Rabu, 15 Februari 2012 , 08:03:00 WIB
RMOL.Kamar Dagang dan
Industri (Kadin) Indonesia menyatakan, biaya logistik di Indonesia yang
mencapai 24 persen dari total Produk Domestik Bruto (PDB), atau senilai
Rp 1.820 triliun per tahun, merupakan biaya logistik paling tinggi di
dunia.
Anggota Lembaga Pengkajian Peneliti dan Pengembangan Ekonomi
(LP3E) Kadin Indonesia Ina Primiana mengatakan, angka tersebut setara
dengan Rp 1.820 triliun yang terbagi dalam biaya penyimpanan sebesar Rp
546 triliun, biaya transportasi Rp 1.092 triliun dan biaya
administrasi sebesar Rp 182 triliun.
Dijelaskannya, biaya logistik di Indonesia terbilang sangat tinggi
jika dibandingkan Malaysia yang hanya 15 persen, serta Amerika dan
Jepang 10 persen. Biaya penanganan kontainer di Indonesia juga paling
tinggi di antara negara-negara Asia Tenggara. Bahkan, pembayaran
biaya logistik pun harus dengan dolar AS.
“Untuk kontainer 20 kaki di Pelabuhan Tanjung Priok tarifnya 95 dolar
AS (sekitar Rp 858 ribu), sementara Malaysia hanya 88 dolar AS (sekitar
Rp 795 ribu) dan Thailand 63 dolar AS (sekitar Rp 587 ribu),” ujar Ina
di Kantor Kadin Indonesia, Jakarta, kemarin.
Selain paling mahal, mata uang yang dibayar oleh pelaku usaha dalam
membayar biaya logistik pun berbeda. Di Malaysia dan Thailand,
pembayaran bisa dibayar dengan mata uang setempat, tetapi di Indonesia
harus dengan dolar AS.
Tidak hanya itu, sambung Ina, biaya angkut antar kota dan antar pulau
di Indonesia pun terbilang mahal dibandingkan Singapura. Misalnya,
ongkos pengapalan kontainer dari Padang, Sumatera Barat ke Jakarta
mencapai 600 dolar AS (sekitar Rp 5,4 juta), sedangkan dari Singapura
ke Jakarta hanya 185 dolar AS (sekitar Rp 1,6 juta).
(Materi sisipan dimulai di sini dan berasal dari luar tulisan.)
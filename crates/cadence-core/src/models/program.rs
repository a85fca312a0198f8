//! Program shape, metadata and the persisted program record.

use jiff::{Timestamp, civil::Date};
use serde::{Deserialize, Serialize};
use serde_json::{Map, Value};

use super::weekday::{WEEK, WeekdaySet};
use crate::error::{CoachError, Result};

/// The abstract shape of a program: how many weeks, which weekdays, and
/// from when.
///
/// Days per week is always the size of the weekday set, so the two can never
/// drift apart. Edits to either side go through [`set_days_per_week`] and
/// [`toggle_weekday`], which never leave the set empty.
///
/// [`set_days_per_week`]: ProgramSpec::set_days_per_week
/// [`toggle_weekday`]: ProgramSpec::toggle_weekday
#[derive(Debug, Clone, Serialize, Deserialize, PartialEq, Eq)]
pub struct ProgramSpec {
    /// Requested first day of the program
    pub start_date: Date,

    /// Program length in weeks (at least 1)
    pub number_of_weeks: u32,

    /// Weekdays that carry a workout
    pub weekdays: WeekdaySet,
}

impl ProgramSpec {
    pub fn new(start_date: Date, number_of_weeks: u32, weekdays: WeekdaySet) -> Self {
        Self {
            start_date,
            number_of_weeks,
            weekdays,
        }
    }

    pub fn days_per_week(&self) -> usize {
        self.weekdays.len()
    }

    /// Number of scheduled workouts the program calls for.
    pub fn total_workouts(&self) -> usize {
        self.number_of_weeks as usize * self.days_per_week()
    }

    /// Checks the inputs the scheduler cannot work without.
    pub fn validate(&self) -> Result<()> {
        validate_shape(self.number_of_weeks, &self.weekdays)
    }

    /// Adjusts the weekday set to hold exactly `days` entries.
    ///
    /// Growing adds the earliest unselected days Monday-first; shrinking drops
    /// the latest selected days. `days` is clamped to `1..=7`.
    pub fn set_days_per_week(&mut self, days: usize) {
        let target = days.clamp(1, 7);
        for day in WEEK {
            if self.weekdays.len() >= target {
                break;
            }
            self.weekdays.insert(day);
        }
        while self.weekdays.len() > target {
            if let Some(day) = self.weekdays.last() {
                self.weekdays.remove(day);
            }
        }
    }

    /// Selects or deselects a weekday. Deselecting the only remaining day is
    /// refused. Returns whether the set changed.
    pub fn toggle_weekday(&mut self, day: jiff::civil::Weekday) -> bool {
        if self.weekdays.contains(day) {
            if self.weekdays.len() == 1 {
                return false;
            }
            self.weekdays.remove(day)
        } else {
            self.weekdays.insert(day)
        }
    }
}

/// Shared validation for scheduling inputs.
pub(crate) fn validate_shape(number_of_weeks: u32, weekdays: &WeekdaySet) -> Result<()> {
    if number_of_weeks < 1 {
        return Err(CoachError::invalid_spec("number_of_weeks").with_reason("must be at least 1"));
    }
    if weekdays.is_empty() {
        return Err(
            CoachError::invalid_spec("weekdays").with_reason("at least one weekday must be selected")
        );
    }
    Ok(())
}

/// Free-form program description. The core only reads `name` and
/// `description`; everything else rides along in `details`.
#[derive(Debug, Clone, Default, Serialize, Deserialize, PartialEq)]
pub struct ProgramMetadata {
    /// Display name of the program
    pub name: String,

    /// Coach-provided description and requirements
    #[serde(default, skip_serializing_if = "Option::is_none")]
    pub description: Option<String>,

    /// Goal, difficulty, equipment and any other opaque settings
    #[serde(default, skip_serializing_if = "Map::is_empty")]
    pub details: Map<String, Value>,
}

impl ProgramMetadata {
    pub fn new(name: impl Into<String>) -> Self {
        Self {
            name: name.into(),
            ..Default::default()
        }
    }

    /// Returns a detail rendered as text, joining arrays with commas.
    pub fn detail_text(&self, key: &str) -> Option<String> {
        match self.details.get(key)? {
            Value::Null => None,
            Value::String(s) if s.trim().is_empty() => None,
            Value::String(s) => Some(s.clone()),
            Value::Array(items) if items.is_empty() => None,
            Value::Array(items) => Some(
                items
                    .iter()
                    .map(|item| match item {
                        Value::String(s) => s.clone(),
                        other => other.to_string(),
                    })
                    .collect::<Vec<_>>()
                    .join(", "),
            ),
            other => Some(other.to_string()),
        }
    }
}

/// A persisted program.
#[derive(Debug, Clone, Serialize, Deserialize, PartialEq)]
pub struct Program {
    /// Unique identifier for the program
    pub id: u64,

    pub metadata: ProgramMetadata,

    pub spec: ProgramSpec,

    /// Date of the last scheduled workout, when known
    pub end_date: Option<Date>,

    /// Timestamp when the program was created (UTC)
    pub created_at: Timestamp,

    /// Timestamp when the program was last updated (UTC)
    pub updated_at: Timestamp,
}
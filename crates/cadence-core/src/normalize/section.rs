//! Section classification and rendering.
//!
//! Generated section content arrives in many shapes. Each one is classified
//! once into a [`Section`] and rendered from there.

use std::fmt::Write as _;

use serde_json::{Map, Value};

/// The fixed sections of a workout body, in render order.
#[derive(Debug, Clone, Copy, PartialEq, Eq, PartialOrd, Ord, Hash)]
pub enum SectionName {
    WarmUp,
    MainWorkout,
    CoolDown,
    PerformanceNotes,
}

impl SectionName {
    pub const ORDERED: [SectionName; 4] = [
        SectionName::WarmUp,
        SectionName::MainWorkout,
        SectionName::CoolDown,
        SectionName::PerformanceNotes,
    ];

    /// Header text used in rendered bodies.
    pub fn title(&self) -> &'static str {
        match self {
            SectionName::WarmUp => "Warm-up",
            SectionName::MainWorkout => "Main Workout",
            SectionName::CoolDown => "Cool-down",
            SectionName::PerformanceNotes => "Performance Notes",
        }
    }

    /// Matches a payload key against the known section names and their
    /// synonyms, ignoring case and punctuation.
    ///
    /// ```rust
    /// use cadence_core::normalize::SectionName;
    ///
    /// assert_eq!(SectionName::from_key("Warm-up"), Some(SectionName::WarmUp));
    /// assert_eq!(
    ///     SectionName::from_key("Cool-down/Mobility Work"),
    ///     Some(SectionName::CoolDown)
    /// );
    /// assert_eq!(SectionName::from_key("workoutDetails"), Some(SectionName::MainWorkout));
    /// assert_eq!(SectionName::from_key("equipment"), None);
    /// ```
    pub fn from_key(key: &str) -> Option<SectionName> {
        let folded: String = key
            .chars()
            .filter(char::is_ascii_alphanumeric)
            .map(|c| c.to_ascii_lowercase())
            .collect();

        match folded.as_str() {
            "warmup" | "warmups" | "warmupmobility" => Some(SectionName::WarmUp),
            "mainworkout" | "workout" | "workoutdetails" | "mainset" | "main" | "mainsession" => {
                Some(SectionName::MainWorkout)
            }
            "cooldown" | "cooldownmobility" | "cooldownmobilitywork" | "cooldownandmobility" => {
                Some(SectionName::CoolDown)
            }
            "performancenotes" | "notes" | "coachingnotes" => Some(SectionName::PerformanceNotes),
            _ => None,
        }
    }
}

/// Classified section content.
#[derive(Debug, Clone, PartialEq)]
pub enum Section {
    /// Free text, rendered verbatim
    Text(String),
    /// A list of strings, rendered as bullets
    Lines(Vec<String>),
    /// A list with structured members
    Items(Vec<Value>),
    /// An object keyed by movement or block name
    Keyed(Map<String, Value>),
}

impl Section {
    /// Classifies a raw value. Returns `None` for null and blank content.
    pub fn classify(value: &Value) -> Option<Section> {
        match value {
            Value::Null => None,
            Value::String(s) if s.trim().is_empty() => None,
            Value::String(s) => Some(Section::Text(s.clone())),
            Value::Bool(_) | Value::Number(_) => Some(Section::Text(value.to_string())),
            Value::Array(items) if items.is_empty() => None,
            Value::Array(items) => {
                let lines: Option<Vec<String>> = items
                    .iter()
                    .map(|item| item.as_str().map(str::to_string))
                    .collect();
                Some(match lines {
                    Some(lines) => Section::Lines(lines),
                    None => Section::Items(items.clone()),
                })
            }
            Value::Object(map) if map.is_empty() => None,
            Value::Object(map) => Some(Section::Keyed(map.clone())),
        }
    }

    /// Renders the section content without its header.
    pub fn render(&self) -> String {
        let mut out = String::new();
        match self {
            Section::Text(text) => out.push_str(text.trim()),
            Section::Lines(lines) => {
                for line in lines {
                    push_line(&mut out, &bullet(line.trim()));
                }
            }
            Section::Items(items) => {
                for item in items {
                    render_item(&mut out, item, 0);
                }
            }
            Section::Keyed(map) => render_keyed(&mut out, map, 0),
        }
        out
    }
}

const LABEL_KEYS: [&str; 3] = ["movement", "exercise", "name"];
const DURATION_KEYS: [&str; 2] = ["duration", "time"];

fn push_line(out: &mut String, line: &str) {
    if !out.is_empty() {
        out.push('\n');
    }
    out.push_str(line);
}

fn bullet(text: &str) -> String {
    if text.starts_with("- ") || text.starts_with("* ") {
        text.to_string()
    } else {
        format!("- {text}")
    }
}

fn indent(depth: usize) -> String {
    "  ".repeat(depth)
}

/// Scalar text: strings unquoted, everything else as JSON.
pub(crate) fn scalar_text(value: &Value) -> String {
    match value {
        Value::String(s) => s.clone(),
        Value::Null => String::new(),
        other => other.to_string(),
    }
}

fn first_field<'a>(map: &'a Map<String, Value>, keys: &[&str]) -> Option<(&'a str, &'a Value)> {
    keys.iter().find_map(|key| {
        map.get_key_value(*key)
            .filter(|(_, v)| !v.is_null())
            .map(|(k, v)| (k.as_str(), v))
    })
}

fn render_item(out: &mut String, item: &Value, depth: usize) {
    let pad = indent(depth);
    match item {
        Value::Object(map) => match first_field(map, &LABEL_KEYS) {
            Some((label_key, label)) => {
                let mut line = format!("{pad}- {}", scalar_text(label));
                let duration = first_field(map, &DURATION_KEYS);
                if let Some((_, value)) = duration {
                    let _ = write!(line, " - {}", scalar_text(value));
                }

                let extras: Vec<String> = map
                    .iter()
                    .filter(|(k, _)| {
                        k.as_str() != label_key && Some(k.as_str()) != duration.map(|(dk, _)| dk)
                    })
                    .map(|(k, v)| format!("{k}: {}", inline_value(v)))
                    .collect();
                if !extras.is_empty() {
                    let _ = write!(line, " ({})", extras.join(", "));
                }
                push_line(out, &line);
            }
            None => push_line(out, &format!("{pad}- {item}")),
        },
        Value::String(s) => push_line(out, &format!("{pad}{}", bullet(s.trim()))),
        other => push_line(out, &format!("{pad}- {other}")),
    }
}

fn inline_value(value: &Value) -> String {
    match value {
        Value::Array(items) => items.iter().map(inline_value).collect::<Vec<_>>().join(", "),
        Value::Object(_) => value.to_string(),
        other => scalar_text(other),
    }
}

/// Top-level entries render as `key: value`; nested entries become indented
/// `- k: v` lines.
fn render_keyed(out: &mut String, map: &Map<String, Value>, depth: usize) {
    let pad = indent(depth.saturating_sub(1));
    let marker = if depth == 0 { "" } else { "- " };

    for (key, value) in map {
        match value {
            Value::Object(inner) if !inner.is_empty() => {
                push_line(out, &format!("{pad}{marker}{key}:"));
                render_keyed(out, inner, depth + 1);
            }
            Value::Array(items) if !items.is_empty() => {
                push_line(out, &format!("{pad}{marker}{key}:"));
                for item in items {
                    render_item(out, item, depth);
                }
            }
            Value::Object(_) | Value::Array(_) | Value::Null => {
                push_line(out, &format!("{pad}{marker}{key}:"));
            }
            scalar => push_line(out, &format!("{pad}{marker}{key}: {}", scalar_text(scalar))),
        }
    }
}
“Belum lagi setiap kapal yang melakukan bongkar muat di pelabuhan harus mengalokasikan dananya Rp 150 juta per hari,” keluhnya.
Menurutnya, faktor logistik yang mahal itu menjadi salah satu
penyebab sulitnya mencapai ketahanan pangan di Indonesia. “Dikarenakan
kondisi riil logistik Indonesia yang masih sangat buruk, sehingga ada
ketidaklancaran ketika dilaksanakan pengiriman dari sentra produksi
ke sentra konsumsi di Indonesia,” jelasnya.
Selain itu, regulasi dan mutu pelayanan logistik Indonesia juga masih
buruk. Karena waktu jeda barang impor di Indonesia bisa mencapai lima
sampai enam hari. Ada pula infrastruktur yang masih konvensional dan
belum ada konektivitas antar satu lokasi ke lokasi lainnya.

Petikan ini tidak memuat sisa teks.